J-STORIES ー クリーミーな艶や高い透光性を持つ磁器として知られるボーンチャイナを無駄に廃棄せず、その成分を利用して肥料に生まれ変わらせようという新しい循環型ビジネスが動き出している。
リン鉱石がとれない日本は、国内で必要とするリンの全量を中国など海外からの輸入に頼っており、肥料相場の上昇による影響を受けやすい。一方、日本の食器業界は安い海外製品に押されて縮小が続いており、新型コロナウイルスの感染拡大による外食産業の不振が食器需要の低下に拍車をかけた。
創業100年を超える同社が新たなチャレンジに乗り出したのは、食器業界の先行きと日本のリン調達の将来に危機感を抱いたからだった。
「弊社がこれからの100年間にも継続して事業を進めていくためには何が必要か。それを見つめ直したところ、経営理念にもあるように、環境にも配慮した事業を行っていくことが私たちの存在意義だと改めて方針を決めた」と、同社でマーケティングを担当している小林規子さんはJ-Storiesに語った。
同社では現在、製造検査ではじかれて市場に出せなくなった製品の回収と肥料へのリサイクルを行っている。今後はホテルやレストランで使用済みとなった自社製品の回収と肥料への再利用、さらには他社製品の回収、リサイクルも視野に入れている。
ボーンチャイナから生み出した肥料で農家が野菜を作る。その野菜をレストランが調理し、ボーンチャイナの皿で顧客に提供する。レストランのボーンチャイナが割れたりして使えなくなれば、新しい肥料として再生し、また野菜作りに活用する。ニッコーが思い描くボーンチャイナの循環型ビジネスでは、こんな形で洋食器メーカー、農家、レストラン、消費者がつながっていく。

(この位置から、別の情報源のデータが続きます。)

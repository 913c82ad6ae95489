//! Generator configuration.
//!
//! Every field has a default taken from [`super::constants`]; hosts override
//! individual settings with the `with_*` builders or, with the `interchange`
//! feature, load a partial configuration from JSON/YAML.

use smol_str::SmolStr;
use std::sync::Arc;

use super::constants;

/// Settings that control scanning, synthesis and rendering.
#[derive(Clone, Debug, PartialEq, Eq, Hash)]
#[cfg_attr(
    feature = "interchange",
    derive(serde::Serialize, serde::Deserialize),
    serde(default, rename_all = "snake_case")
)]
pub struct GeneratorConfig {
    /// Simple name of the class-level marker.
    pub interface_marker: SmolStr,
    /// Simple name of the observable field marker.
    pub observable_marker: SmolStr,
    /// Simple name of the command method marker.
    pub command_marker: SmolStr,
    /// Named argument of the class marker holding excluded member names.
    pub exclude_argument: SmolStr,
    /// Namespace prefix of the command property types.
    pub command_namespace: Arc<str>,
    /// Suffix appended to the interface name to form the artifact hint name.
    pub artifact_suffix: SmolStr,
    /// Emit the `// <auto-generated/>` header line.
    pub emit_header: bool,
    /// Emit `#nullable enable` after the header.
    pub nullable_enable: bool,
}

impl Default for GeneratorConfig {
    fn default() -> Self {
        Self {
            interface_marker: SmolStr::new_static(constants::GENERATE_INTERFACE_MARKER),
            observable_marker: SmolStr::new_static(constants::OBSERVABLE_FIELD_MARKER),
            command_marker: SmolStr::new_static(constants::COMMAND_MARKER),
            exclude_argument: SmolStr::new_static(constants::EXCLUDE_ARGUMENT),
            command_namespace: Arc::from(constants::COMMAND_NAMESPACE),
            artifact_suffix: SmolStr::new_static(constants::GENERATED_SUFFIX),
            emit_header: true,
            nullable_enable: true,
        }
    }
}

impl GeneratorConfig {
    pub fn new() -> Self {
        Self::default()
    }

    pub fn with_interface_marker(mut self, name: impl Into<SmolStr>) -> Self {
        self.interface_marker = name.into();
        self
    }

    pub fn with_observable_marker(mut self, name: impl Into<SmolStr>) -> Self {
        self.observable_marker = name.into();
        self
    }

    pub fn with_command_marker(mut self, name: impl Into<SmolStr>) -> Self {
        self.command_marker = name.into();
        self
    }

    pub fn with_exclude_argument(mut self, name: impl Into<SmolStr>) -> Self {
        self.exclude_argument = name.into();
        self
    }

    pub fn with_command_namespace(mut self, namespace: impl Into<Arc<str>>) -> Self {
        self.command_namespace = namespace.into();
        self
    }

    pub fn with_artifact_suffix(mut self, suffix: impl Into<SmolStr>) -> Self {
        self.artifact_suffix = suffix.into();
        self
    }

    pub fn with_header(mut self, emit: bool) -> Self {
        self.emit_header = emit;
        self
    }

    pub fn with_nullable_enable(mut self, enable: bool) -> Self {
        self.nullable_enable = enable;
        self
    }

    /// Fully-qualified name of the synchronous or asynchronous command type.
    pub fn command_type(&self, is_async: bool) -> String {
        let name = if is_async {
            constants::ASYNC_COMMAND_TYPE
        } else {
            constants::SYNC_COMMAND_TYPE
        };
        if self.command_namespace.is_empty() {
            name.to_string()
        } else {
            format!("{}.{}", self.command_namespace, name)
        }
    }

    /// Load a configuration from JSON. Missing keys keep their defaults.
    #[cfg(feature = "interchange")]
    pub fn from_json(text: &str) -> Result<Self, crate::error::GenerateError> {
        serde_json::from_str(text).map_err(crate::error::GenerateError::interchange)
    }

    /// Load a configuration from YAML. Missing keys keep their defaults.
    #[cfg(feature = "interchange")]
    pub fn from_yaml(text: &str) -> Result<Self, crate::error::GenerateError> {
        serde_yaml::from_str(text).map_err(crate::error::GenerateError::interchange)
    }
}
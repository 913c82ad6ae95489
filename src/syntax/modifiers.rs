//! Declaration modifiers (`public`, `static`, `override`, ...).

use std::fmt;

/// A single declaration or accessor modifier keyword.
#[derive(Clone, Copy, Debug, PartialEq, Eq, Hash)]
#[cfg_attr(
    feature = "interchange",
    derive(serde::Serialize, serde::Deserialize),
    serde(rename_all = "snake_case")
)]
pub enum Modifier {
    Public,
    Private,
    Protected,
    Internal,
    File,
    Static,
    Override,
    Abstract,
    Virtual,
    Sealed,
    Async,
    Readonly,
    Partial,
    New,
    Required,
    Extern,
    Unsafe,
    Volatile,
}

impl Modifier {
    /// The source keyword.
    pub fn keyword(&self) -> &'static str {
        match self {
            Modifier::Public => "public",
            Modifier::Private => "private",
            Modifier::Protected => "protected",
            Modifier::Internal => "internal",
            Modifier::File => "file",
            Modifier::Static => "static",
            Modifier::Override => "override",
            Modifier::Abstract => "abstract",
            Modifier::Virtual => "virtual",
            Modifier::Sealed => "sealed",
            Modifier::Async => "async",
            Modifier::Readonly => "readonly",
            Modifier::Partial => "partial",
            Modifier::New => "new",
            Modifier::Required => "required",
            Modifier::Extern => "extern",
            Modifier::Unsafe => "unsafe",
            Modifier::Volatile => "volatile",
        }
    }

    /// Parse a source keyword.
    pub fn from_keyword(keyword: &str) -> Option<Self> {
        Some(match keyword {
            "public" => Modifier::Public,
            "private" => Modifier::Private,
            "protected" => Modifier::Protected,
            "internal" => Modifier::Internal,
            "file" => Modifier::File,
            "static" => Modifier::Static,
            "override" => Modifier::Override,
            "abstract" => Modifier::Abstract,
            "virtual" => Modifier::Virtual,
            "sealed" => Modifier::Sealed,
            "async" => Modifier::Async,
            "readonly" => Modifier::Readonly,
            "partial" => Modifier::Partial,
            "new" => Modifier::New,
            "required" => Modifier::Required,
            "extern" => Modifier::Extern,
            "unsafe" => Modifier::Unsafe,
            "volatile" => Modifier::Volatile,
            _ => return None,
        })
    }

    /// Visibility keywords that make a member or accessor less than public.
    pub fn is_restrictive(&self) -> bool {
        matches!(
            self,
            Modifier::Private | Modifier::Protected | Modifier::Internal | Modifier::File
        )
    }
}

impl fmt::Display for Modifier {
    fn fmt(&self, f: &mut fmt::Formatter<'_>) -> fmt::Result {
        f.write_str(self.keyword())
    }
}

/// Ordered modifier list as written on a declaration.
#[derive(Clone, Debug, Default, PartialEq, Eq, Hash)]
#[cfg_attr(
    feature = "interchange",
    derive(serde::Serialize, serde::Deserialize),
    serde(transparent)
)]
pub struct Modifiers(Vec<Modifier>);

impl Modifiers {
    pub fn new() -> Self {
        Self::default()
    }

    pub fn contains(&self, modifier: Modifier) -> bool {
        self.0.contains(&modifier)
    }

    pub fn is_public(&self) -> bool {
        self.contains(Modifier::Public)
    }

    pub fn is_static(&self) -> bool {
        self.contains(Modifier::Static)
    }

    pub fn is_override(&self) -> bool {
        self.contains(Modifier::Override)
    }

    pub fn is_abstract(&self) -> bool {
        self.contains(Modifier::Abstract)
    }

    pub fn is_async(&self) -> bool {
        self.contains(Modifier::Async)
    }

    /// True if any `private`/`protected`/`internal`/`file` keyword is present.
    pub fn is_restricted(&self) -> bool {
        self.0.iter().any(Modifier::is_restrictive)
    }

    pub fn iter(&self) -> impl Iterator<Item = Modifier> + '_ {
        self.0.iter().copied()
    }

    pub fn is_empty(&self) -> bool {
        self.0.is_empty()
    }

    pub fn len(&self) -> usize {
        self.0.len()
    }
}

impl FromIterator<Modifier> for Modifiers {
    fn from_iter<T: IntoIterator<Item = Modifier>>(iter: T) -> Self {
        Self(iter.into_iter().collect())
    }
}

impl<const N: usize> From<[Modifier; N]> for Modifiers {
    fn from(modifiers: [Modifier; N]) -> Self {
        Self(modifiers.to_vec())
    }
}
//! High-level IR (HIR): resolved type information.
//!
//! The generator never resolves names on its own account. A host front end
//! supplies a [`TypeProvider`]; the in-memory [`SymbolTable`] is the default
//! one and [`Binder`] fills in [`SymbolId`](crate::base::SymbolId)s for hosts
//! that only hand over written type names.
//!
//! ## Key Types
//!
//! - [`TypeProvider`] - read-only capability: resolve, look up, describe
//! - [`SymbolTable`] - dense table of [`TypeSymbol`]s indexed by id
//! - [`TypeShape`] - kind, supertypes and member names of one type
//! - [`Binder`] - written name → symbol, following using directives
//!
//! ```text
//! BaseTypeRef ──resolve──▶ SymbolId ──describe──▶ TypeShape
//!                                                   ├─ kind
//!                                                   ├─ supertypes (declared, or all interfaces)
//!                                                   └─ members
//! ```

mod bind;
mod table;

pub use bind::{Binder, Unbound};
pub use table::{
    MemberSymbol, MemberSymbolKind, Origin, SymbolTable, TypeKind, TypeProvider, TypeShape,
    TypeSymbol,
};
//! Command properties synthesized from command methods.

use rstest::rstest;

use crate::helpers::fixtures::*;
use crate::helpers::output::*;
use ifacegen::syntax::{Annotation, AnnotationValue, Member, Method, Modifier, Parameter};

const INPUT: &str = "global::CommunityToolkit.Mvvm.Input";

fn command(name: &str, method: Method, modifiers: &[Modifier]) -> Member {
    Member::new(name, method)
        .with_modifiers(modifiers.iter().copied().collect::<ifacegen::syntax::Modifiers>())
        .with_annotation(Annotation::new("RelayCommand"))
}

fn artifact_for(member: Member) -> ifacegen::GeneratedArtifact {
    single_artifact(unit_with(marked_class("ViewModel").with_member(member)))
}

#[rstest]
#[case::sync_no_args("Save", "void", &[], &[], "IRelayCommand SaveCommand")]
#[case::sync_one_arg("Open", "void", &[], &["string"], "IRelayCommand<string> OpenCommand")]
#[case::async_modifier("Load", "void", &[Modifier::Async], &[], "IAsyncRelayCommand LoadCommand")]
#[case::task_return("Refresh", "Task", &[], &[], "IAsyncRelayCommand RefreshCommand")]
#[case::generic_task("Fetch", "Task<int>", &[], &["int"], "IAsyncRelayCommand<int> FetchCommand")]
#[case::qualified_task("Sync", "System.Threading.Tasks.Task", &[], &[], "IAsyncRelayCommand SyncCommand")]
#[case::global_task("Push", "global::System.Threading.Tasks.Task<bool>", &[], &[], "IAsyncRelayCommand PushCommand")]
#[case::async_suffix("SaveAsync", "Task", &[Modifier::Private, Modifier::Async], &[], "IAsyncRelayCommand SaveCommand")]
#[case::lowercase_suffix("Loadasync", "void", &[], &[], "IRelayCommand LoadCommand")]
#[case::two_args("Move", "void", &[], &["int", "int?"], "IRelayCommand<int, int?> MoveCommand")]
#[case::value_task("Tick", "ValueTask", &[], &[], "IRelayCommand TickCommand")]
fn test_command_typing(
    #[case] name: &str,
    #[case] return_type: &str,
    #[case] modifiers: &[Modifier],
    #[case] params: &[&str],
    #[case] expected: &str,
) {
    let mut method = Method::new(return_type);
    for (i, ty) in params.iter().enumerate() {
        method = method.with_param(Parameter::new(format!("arg{i}"), *ty));
    }
    let artifact = artifact_for(command(name, method, modifiers));
    assert_eq!(
        member_lines(&artifact),
        vec![format!("{INPUT}.{expected} {{ get; }}")]
    );
}

#[test]
fn test_command_comment_precedes_property() {
    let artifact = artifact_for(command("SaveAsync", Method::new("Task"), &[Modifier::Private]));
    let lines: Vec<&str> = artifact.text.lines().map(str::trim).collect();
    let property = lines
        .iter()
        .position(|l| l.ends_with("SaveCommand { get; }"))
        .expect("command property");
    assert!(lines[property - 1].starts_with("// "));
    assert!(lines[property - 1].contains("RelayCommand attribute applied to the 'SaveAsync' method"));
}

#[test]
fn test_can_execute_argument_ignored() {
    let member = Member::new("Delete", Method::new("void")).with_annotation(
        Annotation::new("RelayCommand")
            .with_named_arg("CanExecute", AnnotationValue::NameOf("CanDelete".into())),
    );
    let artifact = artifact_for(member);
    assert_eq!(
        member_lines(&artifact),
        vec![format!("{INPUT}.IRelayCommand DeleteCommand {{ get; }}")]
    );
}

#[test]
fn test_command_namespace_configurable() {
    let config = ifacegen::GeneratorConfig::default().with_command_namespace("Toolkit.Input");
    let unit = unit_with(marked_class("ViewModel").with_member(command("Save", Method::new("void"), &[])));
    let output = ifacegen::InterfaceGenerator::new(config).generate(&[unit], &SYMBOLS.table);
    let artifact = &output.artifacts[0];
    assert_eq!(member_lines(artifact), vec!["Toolkit.Input.IRelayCommand SaveCommand { get; }"]);
}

他社製品の回収、リサイクルに関しては、品質検査が厳しい肥料だけではなく、道路の舗装材などへのリサイクルも考えているという。
ボーンチャイナのリサイクルを海外展開するかどうかについて、同社の研究開発本部長である滝本幹夫さんは「肥料の(安全)基準は国ごとに異なっているので、自社だけで各国ごとの基準に合った肥料を作っていくことは難しいが、様々なパートナー企業を巻き込みながらこの活動を広めていきたい。」と話している。